If we are selective and choose against publishing uncomfortable reports, if we choose against presenting issues that arise, then we are not to be trusted.

It is the calling of community to comfort each other. It is the calling of a news service to report answers to the factual questions, to report the story wherever it may lead.

Because my interviewee in yesterday’s exclusive is now recasting how his story came to be told, and because as many found the story objectionable as did those who appreciated it, it is incumbent on me to tell you how it developed and to address issues you have raised.

I received a call Monday morning from Justin Ross telling me he was the last person to talk to the four, that he had been with them the night of the crash and knew things that were not being reported. He asked to meet with me in person. He invited me to come to him where he was staying. I went directly and met with him in the home of his brother and sister-in-law with them present.

Before he told his story, I explained that (1) I would be recording the interview, (2) we would not publish on anonymous source, therefore if he did not decide in the end to permit his name on the story it would not be told, and (3) whatever he was going to tell me I would likely be obligated to share with the investigator for the National Transportation Safety Board. He agreed to talk with the investigator himself and told me his story.

The recorded interview lasted 21 minutes.

I agreed to review the story as written with him before publishing it. I wrote the story; I excluded things he surmised that he could not know, and restricted it to his first-hand experience. I read the story to him three times over the phone, I made changes to words he used that he asked be made, he provided names, and he corrected locations. I told him when I received the photo he offered, I would publish. He sent me one photo and we published the story at 3:27 p.m. He provided a second group photo by email and then by text two-and-a-half hours later, at 5:56 p.m. I later removed the group photo at his request because he said some included in the group asked it be removed.

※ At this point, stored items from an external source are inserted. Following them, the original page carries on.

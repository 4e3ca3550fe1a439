//! Capability registry: the fixed mapping from tool names used in agent
//! documents to the tool handles handed to the execution engine.

use std::collections::BTreeMap;

/// A capability an agent may use.
#[derive(Debug, Clone, PartialEq, Eq)]
pub struct ToolHandle {
    /// Canonical tool name.
    pub name: String,
    /// One-line description shown to the model.
    pub description: String,
}

impl ToolHandle {
    pub fn new(name: impl Into<String>, description: impl Into<String>) -> Self {
        Self {
            name: name.into(),
            description: description.into(),
        }
    }
}

/// Lookup table from tool name (or alias) to handle.
#[derive(Debug, Clone, Default)]
pub struct CapabilityRegistry {
    tools: BTreeMap<String, ToolHandle>,
}

impl CapabilityRegistry {
    /// Registry with the built-in capabilities.
    pub fn builtin() -> Self {
        let mut registry = Self::default();

        let search = ToolHandle::new("web_search", "Search the web and return the top results");
        let scrape = ToolHandle::new("scrape_website", "Fetch a web page and return its text");
        let read = ToolHandle::new("file_read", "Read a file from the working directory");
        let write = ToolHandle::new("file_write", "Write text to a file in the working directory");

        registry.register("search", search.clone());
        registry.register("web_search", search);
        registry.register("scrape", scrape.clone());
        registry.register("scrape_website", scrape);
        registry.register("file_read", read);
        registry.register("file_write", write);
        registry
    }

    /// Register `handle` under `name`, replacing any previous entry.
    pub fn register(&mut self, name: &str, handle: ToolHandle) {
        self.tools.insert(normalize(name), handle);
    }

    /// Resolve a tool name. Matching ignores case, surrounding whitespace,
    /// and treats `-` like `_`.
    pub fn resolve(&self, name: &str) -> Option<&ToolHandle> {
        self.tools.get(&normalize(name))
    }

    /// All registered names, including aliases.
    pub fn names(&self) -> impl Iterator<Item = &str> {
        self.tools.keys().map(String::as_str)
    }
}

fn normalize(name: &str) -> String {
    name.trim().to_lowercase().replace('-', "_")
}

At 6:03 p.m. I received a call from Stephanie Christensen who asked if I was the one to tell about her experience with the boys in the plane crash. I took her statement, which told a different aspect of the night in question, and obtained her permission to give her contact information to the NTSB investigator. We published a second post reflecting Christensen’s interview just after 7 p.m. At 10:02 p.m. she texted and emailed her own written statement asking it replace the interviewed statement. We did so at 10:11 p.m.

Before being contacted by Ross, I had not received any information about anything personal about the young men involved in the plane crash or about their activities.

St. George News is not the advocate for anyone involved and it is not the trier or decider of fact. We do not draw judgments in our news reporting.

The two accounts we have published in this recent incident may represent other experiences that night or they may be unique; it is possible they may be rebutted. Together, the two stories indicate a large group gathering, a later larger group gathering, and the small group of five young men in a vehicle between the two gatherings. Some of the times stated for events related through witness testimony raise questions, as some of our readers have pointed out. This is for the investigation to sort out. For example, if Justin Ross had his last conversation with his friends at 1:10 a.m., and the plane is visible on security camera footage taking off the runway at 1:20 a.m., how is that possible? If both times are accurate, were the four already at the airport rather than on the freeway as Ross thought when that telephone conversation took place? I don’t know and it is not my job to resolve the question.

There are more questions than solid conclusions at this time; tragedies like this do not happen without an ensuing investigation. And the federal investigation is not expected to give final report for months.

Among the foci of the investigation are, what happened in the hours before the accident, what environmental factors were at play, did the aircraft and its engine have a condition that factored in, what was the psychological and physiological state of the persons involved. The ultimate findings may reflect any one or more of such factors. But you already know that.

Whatever may be determined, information on all these points does emerge and some of it is brought to our attention.

Let’s consider a larger question. Shall we be a community that discourages people from being forthright when something bad happens? Shall we stone a member of our community who is willing to speak up when those around him or her say ‘don’t tell them’ this or that? Does either of those who gave interview deserve to be shamed for telling the truth as they experienced it? To my knowledge, nobody can dispute that the gatherings, the parties, occurred. Neither of those who gave interview did so suggesting anyone flew a plane impaired. They did not give interview with any malice, rather with considerable expression of love for their friends.

Is your message, St. George community, don’t ask and whatever you do don’t tell? Does circling wagons spare us difficulties, does it serve our best interests? Parents, if your child comes forward and tells you the backstory to something that happened on the playground, do you affirm them for having the integrity and the courage to speak honestly? Or do you teach them to be silent and revise the history of the events so it plays more palatably lest someone or something be shown in a less-than-positive light?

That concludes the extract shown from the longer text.